# AIM OF THE EXERCISE
Copy out all of the data below with no alterations.

(Collected data entries)
* * *

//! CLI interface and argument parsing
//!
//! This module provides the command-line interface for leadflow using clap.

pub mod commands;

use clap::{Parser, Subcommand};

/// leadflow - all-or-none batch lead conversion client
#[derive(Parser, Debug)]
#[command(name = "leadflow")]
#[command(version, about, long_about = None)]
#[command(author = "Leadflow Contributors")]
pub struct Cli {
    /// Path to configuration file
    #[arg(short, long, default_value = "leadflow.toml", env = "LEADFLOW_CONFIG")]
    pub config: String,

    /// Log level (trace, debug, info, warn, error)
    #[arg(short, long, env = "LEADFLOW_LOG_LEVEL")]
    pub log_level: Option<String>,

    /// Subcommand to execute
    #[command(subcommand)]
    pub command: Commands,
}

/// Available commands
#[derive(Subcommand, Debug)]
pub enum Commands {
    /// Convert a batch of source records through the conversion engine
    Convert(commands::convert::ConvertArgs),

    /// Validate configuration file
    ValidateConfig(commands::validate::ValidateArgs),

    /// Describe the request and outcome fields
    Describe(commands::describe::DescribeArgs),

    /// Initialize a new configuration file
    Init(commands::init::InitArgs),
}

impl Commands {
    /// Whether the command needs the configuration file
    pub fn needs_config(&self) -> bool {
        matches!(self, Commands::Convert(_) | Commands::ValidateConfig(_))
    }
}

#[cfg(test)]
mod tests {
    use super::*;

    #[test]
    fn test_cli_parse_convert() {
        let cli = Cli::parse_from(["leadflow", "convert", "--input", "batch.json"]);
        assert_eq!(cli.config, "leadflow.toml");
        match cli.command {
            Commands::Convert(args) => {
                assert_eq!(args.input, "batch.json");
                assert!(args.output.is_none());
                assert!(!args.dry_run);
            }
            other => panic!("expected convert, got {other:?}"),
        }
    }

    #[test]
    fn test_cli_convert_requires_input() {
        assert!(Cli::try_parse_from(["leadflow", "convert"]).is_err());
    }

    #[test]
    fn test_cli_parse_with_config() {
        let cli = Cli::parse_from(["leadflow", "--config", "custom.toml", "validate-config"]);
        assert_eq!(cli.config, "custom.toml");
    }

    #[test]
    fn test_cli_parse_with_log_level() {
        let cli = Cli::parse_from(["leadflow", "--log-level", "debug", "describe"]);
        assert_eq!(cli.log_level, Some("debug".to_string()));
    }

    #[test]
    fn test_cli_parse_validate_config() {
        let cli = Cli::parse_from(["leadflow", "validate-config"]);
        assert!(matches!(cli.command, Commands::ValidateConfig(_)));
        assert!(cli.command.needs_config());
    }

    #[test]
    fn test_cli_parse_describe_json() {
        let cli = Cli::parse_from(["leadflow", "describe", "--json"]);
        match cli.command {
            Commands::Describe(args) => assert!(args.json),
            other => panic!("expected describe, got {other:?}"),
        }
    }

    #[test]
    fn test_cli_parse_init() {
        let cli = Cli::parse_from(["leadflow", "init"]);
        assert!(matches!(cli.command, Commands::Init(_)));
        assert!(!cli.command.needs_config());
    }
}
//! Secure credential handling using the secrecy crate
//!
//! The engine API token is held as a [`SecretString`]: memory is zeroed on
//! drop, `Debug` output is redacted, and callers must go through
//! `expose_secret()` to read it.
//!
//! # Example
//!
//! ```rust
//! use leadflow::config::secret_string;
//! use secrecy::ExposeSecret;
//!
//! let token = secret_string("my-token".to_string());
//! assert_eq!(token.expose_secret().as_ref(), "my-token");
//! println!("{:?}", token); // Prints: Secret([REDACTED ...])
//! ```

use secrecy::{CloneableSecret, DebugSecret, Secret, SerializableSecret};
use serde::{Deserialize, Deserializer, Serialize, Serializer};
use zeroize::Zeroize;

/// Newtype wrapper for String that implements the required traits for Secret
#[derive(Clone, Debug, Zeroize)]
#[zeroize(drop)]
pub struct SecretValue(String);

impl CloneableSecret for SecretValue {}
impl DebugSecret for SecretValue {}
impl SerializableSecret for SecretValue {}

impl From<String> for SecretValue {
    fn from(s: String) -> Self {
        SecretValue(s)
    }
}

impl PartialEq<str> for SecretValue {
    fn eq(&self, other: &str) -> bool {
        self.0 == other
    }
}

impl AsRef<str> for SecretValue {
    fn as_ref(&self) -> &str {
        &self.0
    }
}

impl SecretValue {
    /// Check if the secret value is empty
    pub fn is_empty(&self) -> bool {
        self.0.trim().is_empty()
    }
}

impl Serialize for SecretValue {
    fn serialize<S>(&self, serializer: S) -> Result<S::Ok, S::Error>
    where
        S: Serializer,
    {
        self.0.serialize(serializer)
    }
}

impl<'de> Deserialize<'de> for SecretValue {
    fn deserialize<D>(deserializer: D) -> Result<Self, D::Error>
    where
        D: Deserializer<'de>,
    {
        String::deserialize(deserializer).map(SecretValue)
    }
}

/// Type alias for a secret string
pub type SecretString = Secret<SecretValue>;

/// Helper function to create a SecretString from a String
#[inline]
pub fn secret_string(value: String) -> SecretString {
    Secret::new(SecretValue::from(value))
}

* * *

# SOLUTION
//! CLI interface and argument parsing
//!
//! This module provides the command-line interface for leadflow using clap.

pub mod commands;

use clap::{Parser, Subcommand};

/// leadflow - all-or-none batch lead conversion client
#[derive(Parser, Debug)]
#[command(name = "leadflow")]
#[command(version, about, long_about = None)]
#[command(author = "Leadflow Contributors")]
pub struct Cli {
    /// Path to configuration file
    #[arg(short, long, default_value = "leadflow.toml", env = "LEADFLOW_CONFIG")]
    pub config: String,

    /// Log level (trace, debug, info, warn, error)
    #[arg(short, long, env = "LEADFLOW_LOG_LEVEL")]
    pub log_level: Option<String>,

    /// Subcommand to execute
    #[command(subcommand)]
    pub command: Commands,
}

/// Available commands
#[derive(Subcommand, Debug)]
pub enum Commands {
    /// Convert a batch of source records through the conversion engine
    Convert(commands::convert::ConvertArgs),

    /// Validate configuration file
    ValidateConfig(commands::validate::ValidateArgs),

    /// Describe the request and outcome fields
    Describe(commands::describe::DescribeArgs),

    /// Initialize a new configuration file
    Init(commands::init::InitArgs),
}

impl Commands {
    /// Whether the command needs the configuration file
    pub fn needs_config(&self) -> bool {
        matches!(self, Commands::Convert(_) | Commands::ValidateConfig(_))
    }
}

#[cfg(test)]
mod tests {
    use super::*;

    #[test]
    fn test_cli_parse_convert() {
        let cli = Cli::parse_from(["leadflow", "convert", "--input", "batch.json"]);
        assert_eq!(cli.config, "leadflow.toml");
        match cli.command {
            Commands::Convert(args) => {
                assert_eq!(args.input, "batch.json");
                assert!(args.output.is_none());
                assert!(!args.dry_run);
            }
            other => panic!("expected convert, got {other:?}"),
        }
    }

    #[test]
    fn test_cli_convert_requires_input() {
        assert!(Cli::try_parse_from(["leadflow", "convert"]).is_err());
    }

    #[test]
    fn test_cli_parse_with_config() {
        let cli = Cli::parse_from(["leadflow", "--config", "custom.toml", "validate-config"]);
        assert_eq!(cli.config, "custom.toml");
    }

    #[test]
    fn test_cli_parse_with_log_level() {
        let cli = Cli::parse_from(["leadflow", "--log-level", "debug", "describe"]);
        assert_eq!(cli.log_level, Some("debug".to_string()));
    }

    #[test]
    fn test_cli_parse_validate_config() {
        let cli = Cli::parse_from(["leadflow", "validate-config"]);
        assert!(matches!(cli.command, Commands::ValidateConfig(_)));
        assert!(cli.command.needs_config());
    }

    #[test]
    fn test_cli_parse_describe_json() {
        let cli = Cli::parse_from(["leadflow", "describe", "--json"]);
        match cli.command {
            Commands::Describe(args) => assert!(args.json),
            other => panic!("expected describe, got {other:?}"),
        }
    }

    #[test]
    fn test_cli_parse_init() {
        let cli = Cli::parse_from(["leadflow", "init"]);
        assert!(matches!(cli.command, Commands::Init(_)));
        assert!(!cli.command.needs_config());
    }
}
//! Secure credential handling using the secrecy crate
//!
//! The engine API token is held as a [`SecretString`]: memory is zeroed on
//! drop, `Debug` output is redacted, and callers must go through
//! `expose_secret()` to read it.
//!
//! # Example
//!
//! ```rust
//! use leadflow::config::secret_string;
//! use secrecy::ExposeSecret;
//!
//! let token = secret_string("my-token".to_string());
//! assert_eq!(token.expose_secret().as_ref(), "my-token");
//! println!("{:?}", token); // Prints: Secret([REDACTED ...])
//! ```

use secrecy::{CloneableSecret, DebugSecret, Secret, SerializableSecret};
use serde::{Deserialize, Deserializer, Serialize, Serializer};
use zeroize::Zeroize;

/// Newtype wrapper for String that implements the required traits for Secret
#[derive(Clone, Debug, Zeroize)]
#[zeroize(drop)]
pub struct SecretValue(String);

impl CloneableSecret for SecretValue {}
impl DebugSecret for SecretValue {}
impl SerializableSecret for SecretValue {}

impl From<String> for SecretValue {
    fn from(s: String) -> Self {
        SecretValue(s)
    }
}

impl PartialEq<str> for SecretValue {
    fn eq(&self, other: &str) -> bool {
        self.0 == other
    }
}

impl AsRef<str> for SecretValue {
    fn as_ref(&self) -> &str {
        &self.0
    }
}

impl SecretValue {
    /// Check if the secret value is empty
    pub fn is_empty(&self) -> bool {
        self.0.trim().is_empty()
    }
}

impl Serialize for SecretValue {
    fn serialize<S>(&self, serializer: S) -> Result<S::Ok, S::Error>
    where
        S: Serializer,
    {
        self.0.serialize(serializer)
    }
}

impl<'de> Deserialize<'de> for SecretValue {
    fn deserialize<D>(deserializer: D) -> Result<Self, D::Error>
    where
        D: Deserializer<'de>,
    {
        String::deserialize(deserializer).map(SecretValue)
    }
}

/// Type alias for a secret string
pub type SecretString = Secret<SecretValue>;

/// Helper function to create a SecretString from a String
#[inline]
pub fn secret_string(value: String) -> SecretString {
    Secret::new(SecretValue::from(value))
}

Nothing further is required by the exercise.